*** Source material ***

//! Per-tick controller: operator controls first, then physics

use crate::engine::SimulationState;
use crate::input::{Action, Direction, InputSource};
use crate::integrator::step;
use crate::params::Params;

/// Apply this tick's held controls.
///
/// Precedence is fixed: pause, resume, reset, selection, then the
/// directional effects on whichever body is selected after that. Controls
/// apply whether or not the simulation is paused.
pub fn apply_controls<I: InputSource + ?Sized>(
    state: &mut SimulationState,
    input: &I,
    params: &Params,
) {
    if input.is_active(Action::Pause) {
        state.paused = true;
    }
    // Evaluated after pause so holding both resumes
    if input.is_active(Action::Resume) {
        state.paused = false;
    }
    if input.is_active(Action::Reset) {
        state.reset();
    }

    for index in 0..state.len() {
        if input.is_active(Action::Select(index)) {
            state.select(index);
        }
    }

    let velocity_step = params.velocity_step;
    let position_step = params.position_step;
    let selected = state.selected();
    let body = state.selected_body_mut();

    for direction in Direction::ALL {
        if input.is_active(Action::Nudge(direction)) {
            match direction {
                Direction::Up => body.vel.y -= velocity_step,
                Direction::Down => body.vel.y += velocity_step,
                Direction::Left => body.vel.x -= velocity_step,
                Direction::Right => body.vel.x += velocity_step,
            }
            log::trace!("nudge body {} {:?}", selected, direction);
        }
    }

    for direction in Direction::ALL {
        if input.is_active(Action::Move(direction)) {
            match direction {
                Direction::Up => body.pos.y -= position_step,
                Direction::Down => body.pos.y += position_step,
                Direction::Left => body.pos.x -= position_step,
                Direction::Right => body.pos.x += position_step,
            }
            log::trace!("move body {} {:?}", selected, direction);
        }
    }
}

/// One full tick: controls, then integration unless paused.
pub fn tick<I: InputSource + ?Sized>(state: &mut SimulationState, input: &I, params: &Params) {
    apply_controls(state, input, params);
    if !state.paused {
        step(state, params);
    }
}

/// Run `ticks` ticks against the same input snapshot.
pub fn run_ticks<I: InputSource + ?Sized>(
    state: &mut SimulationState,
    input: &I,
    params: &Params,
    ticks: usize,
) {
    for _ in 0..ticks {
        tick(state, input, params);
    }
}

*** End of Source material ***

— To do —
For every line in the listing above that contains "InputSource", copy that line.

— Task output —
use crate::input::{Action, Direction, InputSource};
pub fn apply_controls<I: InputSource + ?Sized>(
pub fn tick<I: InputSource + ?Sized>(state: &mut SimulationState, input: &I, params: &Params) {
pub fn run_ticks<I: InputSource + ?Sized>(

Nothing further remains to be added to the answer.